TASK STATEMENT ▸ Your answer should be each line of the entries that contains the word "FlagBitmask", copied in full.

DATA SUPPLIED ▸
Start of Block

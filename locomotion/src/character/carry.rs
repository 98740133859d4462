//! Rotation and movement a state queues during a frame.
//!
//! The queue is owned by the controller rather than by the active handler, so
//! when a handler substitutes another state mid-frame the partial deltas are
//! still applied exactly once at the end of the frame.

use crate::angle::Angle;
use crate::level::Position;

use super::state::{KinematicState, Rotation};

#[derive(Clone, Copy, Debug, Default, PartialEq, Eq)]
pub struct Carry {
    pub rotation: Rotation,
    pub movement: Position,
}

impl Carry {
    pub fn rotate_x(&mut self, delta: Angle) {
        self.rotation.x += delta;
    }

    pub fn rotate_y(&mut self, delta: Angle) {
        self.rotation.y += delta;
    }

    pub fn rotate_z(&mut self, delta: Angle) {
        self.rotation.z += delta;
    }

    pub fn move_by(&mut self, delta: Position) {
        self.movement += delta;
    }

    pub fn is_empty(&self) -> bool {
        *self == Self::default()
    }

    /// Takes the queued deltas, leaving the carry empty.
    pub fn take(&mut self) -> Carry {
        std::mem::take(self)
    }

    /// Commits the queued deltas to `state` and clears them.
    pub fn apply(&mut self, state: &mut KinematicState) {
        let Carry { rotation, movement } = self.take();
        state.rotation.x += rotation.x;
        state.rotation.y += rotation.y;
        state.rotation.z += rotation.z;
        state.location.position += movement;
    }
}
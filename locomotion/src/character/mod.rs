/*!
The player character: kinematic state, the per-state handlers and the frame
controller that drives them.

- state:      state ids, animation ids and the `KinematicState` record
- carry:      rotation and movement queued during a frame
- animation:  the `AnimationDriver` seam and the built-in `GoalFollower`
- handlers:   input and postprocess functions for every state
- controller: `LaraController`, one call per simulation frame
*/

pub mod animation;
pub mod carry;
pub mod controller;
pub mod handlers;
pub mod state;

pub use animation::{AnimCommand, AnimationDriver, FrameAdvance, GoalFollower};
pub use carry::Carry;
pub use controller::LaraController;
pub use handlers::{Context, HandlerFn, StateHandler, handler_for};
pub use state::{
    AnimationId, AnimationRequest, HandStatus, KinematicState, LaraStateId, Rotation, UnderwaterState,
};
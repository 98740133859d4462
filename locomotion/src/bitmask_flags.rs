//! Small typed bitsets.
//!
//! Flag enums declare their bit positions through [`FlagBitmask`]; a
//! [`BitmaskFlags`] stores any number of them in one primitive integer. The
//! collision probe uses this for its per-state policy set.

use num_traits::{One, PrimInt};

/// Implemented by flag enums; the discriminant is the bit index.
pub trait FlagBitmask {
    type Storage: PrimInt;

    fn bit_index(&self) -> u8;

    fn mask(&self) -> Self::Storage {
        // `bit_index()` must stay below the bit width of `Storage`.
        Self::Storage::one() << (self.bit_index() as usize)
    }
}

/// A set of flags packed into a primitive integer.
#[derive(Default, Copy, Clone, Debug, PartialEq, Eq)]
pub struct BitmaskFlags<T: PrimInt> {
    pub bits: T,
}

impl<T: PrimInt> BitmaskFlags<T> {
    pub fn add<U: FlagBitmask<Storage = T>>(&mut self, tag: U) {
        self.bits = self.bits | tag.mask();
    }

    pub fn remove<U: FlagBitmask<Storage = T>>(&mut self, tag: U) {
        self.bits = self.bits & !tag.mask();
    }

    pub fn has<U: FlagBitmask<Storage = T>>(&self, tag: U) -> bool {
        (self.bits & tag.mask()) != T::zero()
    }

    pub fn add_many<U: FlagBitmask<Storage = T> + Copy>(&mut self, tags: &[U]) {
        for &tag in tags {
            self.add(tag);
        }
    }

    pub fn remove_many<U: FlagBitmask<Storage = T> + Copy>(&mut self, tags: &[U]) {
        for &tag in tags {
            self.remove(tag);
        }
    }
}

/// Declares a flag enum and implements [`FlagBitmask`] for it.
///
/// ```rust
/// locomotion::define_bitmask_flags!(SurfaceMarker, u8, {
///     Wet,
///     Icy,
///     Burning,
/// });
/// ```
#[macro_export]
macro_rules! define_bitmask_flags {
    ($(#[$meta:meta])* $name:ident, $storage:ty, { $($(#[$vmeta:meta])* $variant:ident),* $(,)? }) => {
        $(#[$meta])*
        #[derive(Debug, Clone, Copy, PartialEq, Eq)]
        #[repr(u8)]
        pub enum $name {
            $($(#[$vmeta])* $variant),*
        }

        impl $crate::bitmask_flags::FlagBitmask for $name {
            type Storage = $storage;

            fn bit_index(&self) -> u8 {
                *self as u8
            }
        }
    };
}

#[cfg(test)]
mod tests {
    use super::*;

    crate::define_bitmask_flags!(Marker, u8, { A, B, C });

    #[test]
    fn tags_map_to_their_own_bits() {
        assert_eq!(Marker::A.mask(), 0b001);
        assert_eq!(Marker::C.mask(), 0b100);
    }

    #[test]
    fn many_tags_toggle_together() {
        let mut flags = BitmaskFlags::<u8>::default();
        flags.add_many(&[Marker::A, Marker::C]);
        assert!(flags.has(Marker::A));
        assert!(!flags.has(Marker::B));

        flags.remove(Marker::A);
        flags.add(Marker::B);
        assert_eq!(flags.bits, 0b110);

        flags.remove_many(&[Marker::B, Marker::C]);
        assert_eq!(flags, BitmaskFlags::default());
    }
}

End of Block

EXERCISE SOLUTION ▸
//! Flag enums declare their bit positions through [`FlagBitmask`]; a
pub trait FlagBitmask {
    pub fn add<U: FlagBitmask<Storage = T>>(&mut self, tag: U) {
    pub fn remove<U: FlagBitmask<Storage = T>>(&mut self, tag: U) {
    pub fn has<U: FlagBitmask<Storage = T>>(&self, tag: U) -> bool {
    pub fn add_many<U: FlagBitmask<Storage = T> + Copy>(&mut self, tags: &[U]) {
    pub fn remove_many<U: FlagBitmask<Storage = T> + Copy>(&mut self, tags: &[U]) {
/// Declares a flag enum and implements [`FlagBitmask`] for it.
        impl $crate::bitmask_flags::FlagBitmask for $name {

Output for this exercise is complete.